> Your instructions
For the entries that follow, tally the lines holding the string "Sized". Give the total and nothing else.

> Source data
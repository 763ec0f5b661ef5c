//! Indented dump of a syntax tree, one node kind per line.
//!
//! ```text
//! BinaryExpression
//!   operator: Addition
//!   left:
//!     Identifier
//!       name: a
//!   right:
//!     Identifier
//!       name: b
//! ```

use std::fmt::Display;

use super::{
    expression::{
        BinaryExpression, CallExpression, ConditionalExpression, GroupExpression, Identifier,
        LiteralBoolean, LiteralNumber, LiteralString, PostfixExpression, PrefixExpression,
        PropertyExpression,
    },
    node::AstNode,
    statement::{
        FunctionDeclaration, ModuleDeclaration, ModuleRoot, Parameter, ParameterList,
        RecoveryNode, ReturnStatement, StatementBlock, VariableDefinition,
    },
    visit::AstVisitor,
    writer::SourceWriter,
};

#[derive(Debug, Default, Clone, Copy)]
pub struct TreeWriter;

pub fn dump_tree<N: AstNode + ?Sized>(node: &N) -> String {
    let mut writer = SourceWriter::new();
    node.accept(&mut TreeWriter, &mut writer);
    writer.finish()
}

impl TreeWriter {
    fn open(&mut self, kind: &str, out: &mut SourceWriter) {
        out.writeln(kind);
        out.indent();
    }

    fn close(&mut self, out: &mut SourceWriter) {
        out.dedent();
    }

    fn field(&mut self, name: &str, value: impl Display, out: &mut SourceWriter) {
        out.writeln(&format!("{name}: {value}"));
    }

    fn child<N: AstNode + ?Sized>(&mut self, name: &str, node: &N, out: &mut SourceWriter) {
        out.writeln(&format!("{name}:"));
        out.indent();
        node.accept(self, out);
        out.dedent();
    }

    fn optional<N: AstNode>(&mut self, name: &str, node: Option<&N>, out: &mut SourceWriter) {
        if let Some(node) = node {
            self.child(name, node, out);
        }
    }

    fn children<N: AstNode>(&mut self, name: &str, nodes: &[N], out: &mut SourceWriter) {
        if nodes.is_empty() {
            out.writeln(&format!("{name}: []"));
            return;
        }
        out.writeln(&format!("{name}:"));
        out.indent();
        for node in nodes {
            node.accept(self, out);
        }
        out.dedent();
    }
}

impl AstVisitor<(), SourceWriter> for TreeWriter {
    fn visit_identifier(&mut self, node: &Identifier, out: &mut SourceWriter) {
        self.open("Identifier", out);
        self.field("name", node.name(), out);
        if node.is_error() {
            self.field("error", true, out);
        }
        self.close(out);
    }

    fn visit_literal_boolean(&mut self, node: &LiteralBoolean, out: &mut SourceWriter) {
        self.open("LiteralBoolean", out);
        self.field("value", node.value, out);
        self.close(out);
    }

    fn visit_literal_number(&mut self, node: &LiteralNumber, out: &mut SourceWriter) {
        self.open("LiteralNumber", out);
        self.field("value", node.value, out);
        self.close(out);
    }

    fn visit_literal_string(&mut self, node: &LiteralString, out: &mut SourceWriter) {
        self.open("LiteralString", out);
        self.field("value", format_args!("{:?}", node.value), out);
        self.close(out);
    }

    fn visit_binary(&mut self, node: &BinaryExpression, out: &mut SourceWriter) {
        self.open("BinaryExpression", out);
        self.field("operator", format_args!("{:?}", node.operator), out);
        self.child("left", node.left.as_ref(), out);
        self.child("right", node.right.as_ref(), out);
        self.close(out);
    }

    fn visit_prefix(&mut self, node: &PrefixExpression, out: &mut SourceWriter) {
        self.open("PrefixExpression", out);
        self.field("operator", format_args!("{:?}", node.operator), out);
        self.child("expression", node.expression.as_ref(), out);
        self.close(out);
    }

    fn visit_postfix(&mut self, node: &PostfixExpression, out: &mut SourceWriter) {
        self.open("PostfixExpression", out);
        self.field("operator", format_args!("{:?}", node.operator), out);
        self.child("expression", node.expression.as_ref(), out);
        self.close(out);
    }

    fn visit_call(&mut self, node: &CallExpression, out: &mut SourceWriter) {
        self.open("CallExpression", out);
        self.child("receiver", node.receiver.as_ref(), out);
        self.children("arguments", &node.arguments, out);
        self.close(out);
    }

    fn visit_property(&mut self, node: &PropertyExpression, out: &mut SourceWriter) {
        self.open("PropertyExpression", out);
        self.child("receiver", node.receiver.as_ref(), out);
        self.child("property", &node.property, out);
        self.close(out);
    }

    fn visit_group(&mut self, node: &GroupExpression, out: &mut SourceWriter) {
        self.open("GroupExpression", out);
        self.child("expression", node.expression.as_ref(), out);
        self.close(out);
    }

    fn visit_conditional(&mut self, node: &ConditionalExpression, out: &mut SourceWriter) {
        self.open("ConditionalExpression", out);
        self.child("condition", node.condition.as_ref(), out);
        self.child("then", node.then_expression.as_ref(), out);
        self.child("else", node.else_expression.as_ref(), out);
        self.close(out);
    }

    fn visit_return(&mut self, node: &ReturnStatement, out: &mut SourceWriter) {
        self.open("ReturnStatement", out);
        self.child("expression", &node.expression, out);
        self.close(out);
    }

    fn visit_variable(&mut self, node: &VariableDefinition, out: &mut SourceWriter) {
        self.open("VariableDefinition", out);
        self.child("name", &node.name, out);
        self.optional("type", node.type_annotation.as_ref(), out);
        self.optional("value", node.initial_value.as_ref(), out);
        self.close(out);
    }

    fn visit_recovery(&mut self, node: &RecoveryNode, out: &mut SourceWriter) {
        self.open("RecoveryNode", out);
        self.field("offset", node.token.offset, out);
        self.close(out);
    }

    fn visit_block(&mut self, node: &StatementBlock, out: &mut SourceWriter) {
        self.open("StatementBlock", out);
        self.children("statements", &node.statements, out);
        self.close(out);
    }

    fn visit_parameter(&mut self, node: &Parameter, out: &mut SourceWriter) {
        self.open("Parameter", out);
        self.child("name", &node.name, out);
        self.optional("type", node.type_annotation.as_ref(), out);
        self.optional("default", node.default_value.as_ref(), out);
        self.close(out);
    }

    fn visit_parameter_list(&mut self, node: &ParameterList, out: &mut SourceWriter) {
        self.open("ParameterList", out);
        self.children("parameters", &node.parameters, out);
        self.close(out);
    }

    fn visit_function(&mut self, node: &FunctionDeclaration, out: &mut SourceWriter) {
        self.open("FunctionDeclaration", out);
        self.child("name", &node.name, out);
        self.child("parameters", &node.parameters, out);
        self.optional("returns", node.return_type.as_ref(), out);
        self.optional("body", node.body.as_ref(), out);
        self.close(out);
    }

    fn visit_module(&mut self, node: &ModuleDeclaration, out: &mut SourceWriter) {
        self.open("ModuleDeclaration", out);
        self.children("declarations", &node.declarations, out);
        self.close(out);
    }

    fn visit_module_root(&mut self, node: &ModuleRoot, out: &mut SourceWriter) {
        self.open("ModuleRoot", out);
        self.children("modules", &node.modules, out);
        self.close(out);
    }
}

> Output for this task
2